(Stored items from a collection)
Segment Open

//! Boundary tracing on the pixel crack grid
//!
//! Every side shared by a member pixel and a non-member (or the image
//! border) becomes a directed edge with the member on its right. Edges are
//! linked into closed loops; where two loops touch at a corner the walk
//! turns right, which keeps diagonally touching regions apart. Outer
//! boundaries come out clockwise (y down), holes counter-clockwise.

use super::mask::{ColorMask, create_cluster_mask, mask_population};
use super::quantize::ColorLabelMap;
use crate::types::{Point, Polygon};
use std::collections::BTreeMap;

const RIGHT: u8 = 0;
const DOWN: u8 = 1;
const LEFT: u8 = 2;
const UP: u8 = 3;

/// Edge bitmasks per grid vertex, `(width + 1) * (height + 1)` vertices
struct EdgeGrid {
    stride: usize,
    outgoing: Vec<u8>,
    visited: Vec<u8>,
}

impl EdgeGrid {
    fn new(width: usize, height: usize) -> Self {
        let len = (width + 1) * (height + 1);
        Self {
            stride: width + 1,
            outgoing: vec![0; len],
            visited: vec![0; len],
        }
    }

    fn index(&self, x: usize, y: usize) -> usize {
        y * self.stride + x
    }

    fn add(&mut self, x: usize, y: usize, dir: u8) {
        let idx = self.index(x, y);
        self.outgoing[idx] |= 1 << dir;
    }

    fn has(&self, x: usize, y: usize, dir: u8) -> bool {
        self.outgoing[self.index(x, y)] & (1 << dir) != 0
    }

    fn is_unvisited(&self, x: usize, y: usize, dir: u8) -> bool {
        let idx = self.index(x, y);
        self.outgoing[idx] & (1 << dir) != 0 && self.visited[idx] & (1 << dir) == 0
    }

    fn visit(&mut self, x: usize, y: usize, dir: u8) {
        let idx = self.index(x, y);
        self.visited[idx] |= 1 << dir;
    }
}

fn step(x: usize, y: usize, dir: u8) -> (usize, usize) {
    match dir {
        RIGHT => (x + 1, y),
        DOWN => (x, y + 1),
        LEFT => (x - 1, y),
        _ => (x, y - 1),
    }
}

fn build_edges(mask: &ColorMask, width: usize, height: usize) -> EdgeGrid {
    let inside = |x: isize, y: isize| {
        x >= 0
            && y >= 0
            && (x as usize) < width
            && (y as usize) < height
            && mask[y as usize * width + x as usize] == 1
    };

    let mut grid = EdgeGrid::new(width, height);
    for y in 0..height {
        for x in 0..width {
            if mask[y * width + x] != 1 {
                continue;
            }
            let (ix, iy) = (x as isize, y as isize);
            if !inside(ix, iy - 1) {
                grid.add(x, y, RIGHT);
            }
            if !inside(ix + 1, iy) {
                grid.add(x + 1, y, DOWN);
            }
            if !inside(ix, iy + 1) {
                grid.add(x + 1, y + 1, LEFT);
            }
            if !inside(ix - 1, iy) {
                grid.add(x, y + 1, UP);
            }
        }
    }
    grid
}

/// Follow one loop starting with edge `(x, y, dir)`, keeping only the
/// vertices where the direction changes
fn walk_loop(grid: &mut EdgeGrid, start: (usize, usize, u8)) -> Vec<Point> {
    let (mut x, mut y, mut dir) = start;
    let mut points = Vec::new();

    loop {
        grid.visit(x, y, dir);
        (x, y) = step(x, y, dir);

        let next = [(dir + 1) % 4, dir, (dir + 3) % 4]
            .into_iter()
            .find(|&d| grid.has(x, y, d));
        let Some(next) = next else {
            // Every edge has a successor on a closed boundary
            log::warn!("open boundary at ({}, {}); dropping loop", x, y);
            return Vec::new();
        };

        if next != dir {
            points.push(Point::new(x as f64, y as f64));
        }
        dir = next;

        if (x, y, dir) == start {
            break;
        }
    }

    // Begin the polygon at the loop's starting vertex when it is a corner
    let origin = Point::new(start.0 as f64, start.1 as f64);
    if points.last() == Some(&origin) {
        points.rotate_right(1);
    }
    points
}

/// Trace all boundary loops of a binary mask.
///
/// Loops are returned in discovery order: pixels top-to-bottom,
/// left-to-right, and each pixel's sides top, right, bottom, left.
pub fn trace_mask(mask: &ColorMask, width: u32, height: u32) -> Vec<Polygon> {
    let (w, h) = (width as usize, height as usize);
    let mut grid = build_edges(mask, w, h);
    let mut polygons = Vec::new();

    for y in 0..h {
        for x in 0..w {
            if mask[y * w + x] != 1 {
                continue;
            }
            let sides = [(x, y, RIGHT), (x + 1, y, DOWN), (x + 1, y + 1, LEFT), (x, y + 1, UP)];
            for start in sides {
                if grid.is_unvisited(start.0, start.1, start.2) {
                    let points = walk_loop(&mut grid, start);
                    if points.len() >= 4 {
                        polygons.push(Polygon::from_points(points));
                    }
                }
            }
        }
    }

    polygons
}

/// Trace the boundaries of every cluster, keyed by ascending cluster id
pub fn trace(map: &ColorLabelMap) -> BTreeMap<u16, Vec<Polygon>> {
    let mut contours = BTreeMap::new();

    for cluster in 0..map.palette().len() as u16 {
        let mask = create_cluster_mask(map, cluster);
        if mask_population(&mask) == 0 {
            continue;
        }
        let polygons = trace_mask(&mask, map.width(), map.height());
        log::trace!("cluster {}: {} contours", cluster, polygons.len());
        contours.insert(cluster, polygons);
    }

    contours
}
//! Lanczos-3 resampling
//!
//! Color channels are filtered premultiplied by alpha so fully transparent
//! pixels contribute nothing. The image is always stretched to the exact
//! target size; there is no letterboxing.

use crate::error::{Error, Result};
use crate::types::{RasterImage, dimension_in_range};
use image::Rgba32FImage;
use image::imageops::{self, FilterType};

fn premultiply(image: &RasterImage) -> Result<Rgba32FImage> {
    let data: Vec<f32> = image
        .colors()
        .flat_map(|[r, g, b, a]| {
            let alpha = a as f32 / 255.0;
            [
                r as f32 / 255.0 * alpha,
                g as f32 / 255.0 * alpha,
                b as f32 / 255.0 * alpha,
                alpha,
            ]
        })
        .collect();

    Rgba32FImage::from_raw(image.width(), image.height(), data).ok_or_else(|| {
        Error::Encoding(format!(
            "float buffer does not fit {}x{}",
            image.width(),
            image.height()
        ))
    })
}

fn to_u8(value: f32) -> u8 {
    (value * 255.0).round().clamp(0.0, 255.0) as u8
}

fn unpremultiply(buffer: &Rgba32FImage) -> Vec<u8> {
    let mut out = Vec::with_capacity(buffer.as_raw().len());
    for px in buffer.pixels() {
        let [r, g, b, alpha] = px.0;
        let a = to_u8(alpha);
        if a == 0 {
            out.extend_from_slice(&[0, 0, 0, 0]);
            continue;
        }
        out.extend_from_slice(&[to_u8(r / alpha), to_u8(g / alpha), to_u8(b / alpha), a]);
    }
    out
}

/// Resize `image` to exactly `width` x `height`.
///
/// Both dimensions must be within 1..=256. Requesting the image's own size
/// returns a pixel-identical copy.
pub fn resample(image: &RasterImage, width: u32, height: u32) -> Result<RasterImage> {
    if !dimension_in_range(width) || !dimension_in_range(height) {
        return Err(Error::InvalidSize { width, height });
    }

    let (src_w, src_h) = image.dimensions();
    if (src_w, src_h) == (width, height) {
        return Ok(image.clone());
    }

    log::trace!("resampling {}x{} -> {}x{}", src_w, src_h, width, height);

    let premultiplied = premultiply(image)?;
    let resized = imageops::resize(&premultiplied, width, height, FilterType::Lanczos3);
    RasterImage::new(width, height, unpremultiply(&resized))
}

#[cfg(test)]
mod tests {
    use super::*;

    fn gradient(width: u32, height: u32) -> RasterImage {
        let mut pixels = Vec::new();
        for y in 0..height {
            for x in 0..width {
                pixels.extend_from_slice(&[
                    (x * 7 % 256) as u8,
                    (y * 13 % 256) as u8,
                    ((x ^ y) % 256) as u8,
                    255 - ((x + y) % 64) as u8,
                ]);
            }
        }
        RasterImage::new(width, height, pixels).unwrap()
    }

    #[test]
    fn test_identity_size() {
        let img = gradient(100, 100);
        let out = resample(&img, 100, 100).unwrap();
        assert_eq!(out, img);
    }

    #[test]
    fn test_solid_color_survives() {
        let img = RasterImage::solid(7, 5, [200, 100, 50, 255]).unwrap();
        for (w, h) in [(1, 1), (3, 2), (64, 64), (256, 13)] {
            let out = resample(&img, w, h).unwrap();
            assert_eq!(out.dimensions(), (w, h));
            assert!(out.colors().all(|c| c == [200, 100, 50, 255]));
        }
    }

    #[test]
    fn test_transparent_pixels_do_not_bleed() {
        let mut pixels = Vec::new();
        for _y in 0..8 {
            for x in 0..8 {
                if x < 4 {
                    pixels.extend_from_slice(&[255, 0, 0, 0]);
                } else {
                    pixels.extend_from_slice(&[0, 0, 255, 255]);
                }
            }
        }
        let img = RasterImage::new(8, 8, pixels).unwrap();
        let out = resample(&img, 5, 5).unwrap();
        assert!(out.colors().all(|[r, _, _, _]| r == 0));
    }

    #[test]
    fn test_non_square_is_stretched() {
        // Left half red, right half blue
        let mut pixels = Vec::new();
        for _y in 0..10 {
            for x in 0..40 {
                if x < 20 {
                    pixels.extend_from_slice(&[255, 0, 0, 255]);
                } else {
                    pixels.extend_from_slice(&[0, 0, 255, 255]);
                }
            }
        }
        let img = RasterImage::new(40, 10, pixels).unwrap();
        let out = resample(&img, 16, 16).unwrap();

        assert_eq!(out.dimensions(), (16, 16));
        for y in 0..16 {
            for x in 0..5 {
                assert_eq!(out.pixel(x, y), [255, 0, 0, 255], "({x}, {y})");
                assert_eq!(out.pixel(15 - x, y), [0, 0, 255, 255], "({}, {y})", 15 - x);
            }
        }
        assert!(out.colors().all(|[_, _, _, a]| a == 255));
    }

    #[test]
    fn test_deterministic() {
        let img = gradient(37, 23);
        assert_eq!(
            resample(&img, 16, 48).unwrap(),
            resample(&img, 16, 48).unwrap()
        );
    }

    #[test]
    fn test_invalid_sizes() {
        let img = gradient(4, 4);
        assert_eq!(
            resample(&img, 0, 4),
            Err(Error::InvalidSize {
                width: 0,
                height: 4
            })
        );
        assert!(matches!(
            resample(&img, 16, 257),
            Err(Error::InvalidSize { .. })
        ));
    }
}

Segment Closed

### Exercise brief
Return exactly the lines above from the line that has "(x * 7 % 256)" through the line that has "let img = RasterImage::new(8, 8, pixels).unwrap();", inclusive, and nothing else.

### Exercise solution
                    (x * 7 % 256) as u8,
                    (y * 13 % 256) as u8,
                    ((x ^ y) % 256) as u8,
                    255 - ((x + y) % 64) as u8,
                ]);
            }
        }
        RasterImage::new(width, height, pixels).unwrap()
    }

    #[test]
    fn test_identity_size() {
        let img = gradient(100, 100);
        let out = resample(&img, 100, 100).unwrap();
        assert_eq!(out, img);
    }

    #[test]
    fn test_solid_color_survives() {
        let img = RasterImage::solid(7, 5, [200, 100, 50, 255]).unwrap();
        for (w, h) in [(1, 1), (3, 2), (64, 64), (256, 13)] {
            let out = resample(&img, w, h).unwrap();
            assert_eq!(out.dimensions(), (w, h));
            assert!(out.colors().all(|c| c == [200, 100, 50, 255]));
        }
    }

    #[test]
    fn test_transparent_pixels_do_not_bleed() {
        let mut pixels = Vec::new();
        for _y in 0..8 {
            for x in 0..8 {
                if x < 4 {
                    pixels.extend_from_slice(&[255, 0, 0, 0]);
                } else {
                    pixels.extend_from_slice(&[0, 0, 255, 255]);
                }
            }
        }
        let img = RasterImage::new(8, 8, pixels).unwrap();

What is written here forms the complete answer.